Casting for the show began as early as 1998, when Monk was being developed for ABC. By the time Tony Shalhoub was finally chosen for the role of Adrian Monk, USA Network had taken over the project, and several prominent actors had been considered for the part. Such actors included Dave Foley, John Ritter, Henry Winkler, Stanley Tucci, Alfred Molina, and, most seriously, Michael Richards. Tucci and Molina would later go on to guest star in the series in "Mr. Monk and the Actor" and "Mr. Monk and the Naked Man", respectively. David Hoberman, executive producer of the show, stated, "I can't express how depressing those casting sessions were." He went on to say that "we had people coming in doing tics and Tourette's syndrome." Eventually, however, Shalhoub was given the part of the obsessive-compulsive detective.

The role of Sharona Fleming was also difficult to cast. In the story notes, her character was described as "Sassy. Outspoken. No BS." Queen Latifah was one of the many actresses considered before Bitty Schram was given the part. Stottlemeyer (originally named Chief Rockwell) was much easier to cast, with Ted Levine being one of the earliest choices for the sometimes-annoyed but generally forgiving captain of the SFPD. Jason Gray-Stanford was cast in the pilot as Randy Deacon, a minor role. However, after production, Andy Breckman (the show's creator) is said to have pulled Gray-Stanford aside, where he asked if he would like to be a costar. Gray-Stanford said yes, and the role of Randy Disher, the oblivious but lovable SFPD lieutenant, was created. Breckman later stated "I couldn't have imagined doing it without him."

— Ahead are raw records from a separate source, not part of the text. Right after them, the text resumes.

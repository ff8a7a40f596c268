use dioxus::prelude::*;
use pathlink_ui::TrackedLink;

#[component]
pub fn About() -> Element {
    rsx! {
        h1 { "About" }
        p {
            "Links pointing at the current page render like any other. "
            TrackedLink { to: "/about", "This page" }
        }
    }
}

Stanley Kamel was given the recurring part of Monk's beloved psychiatrist, Dr. Charles Kroger. In the pilot episode, however, he was given a starring credit. Kane Ritchotte and Max Morrow were chosen to portray Benjy Fleming, Sharona's son, throughout several episodes. Amy Sedaris appeared as Sharona's sister Gail. Stellina Rusich, a Canadian actress, was given the part of Trudy Monk, Monk's wife, who was murdered in a car bomb five years before the series began. Rusich appeared in the pilot and one subsequent episode.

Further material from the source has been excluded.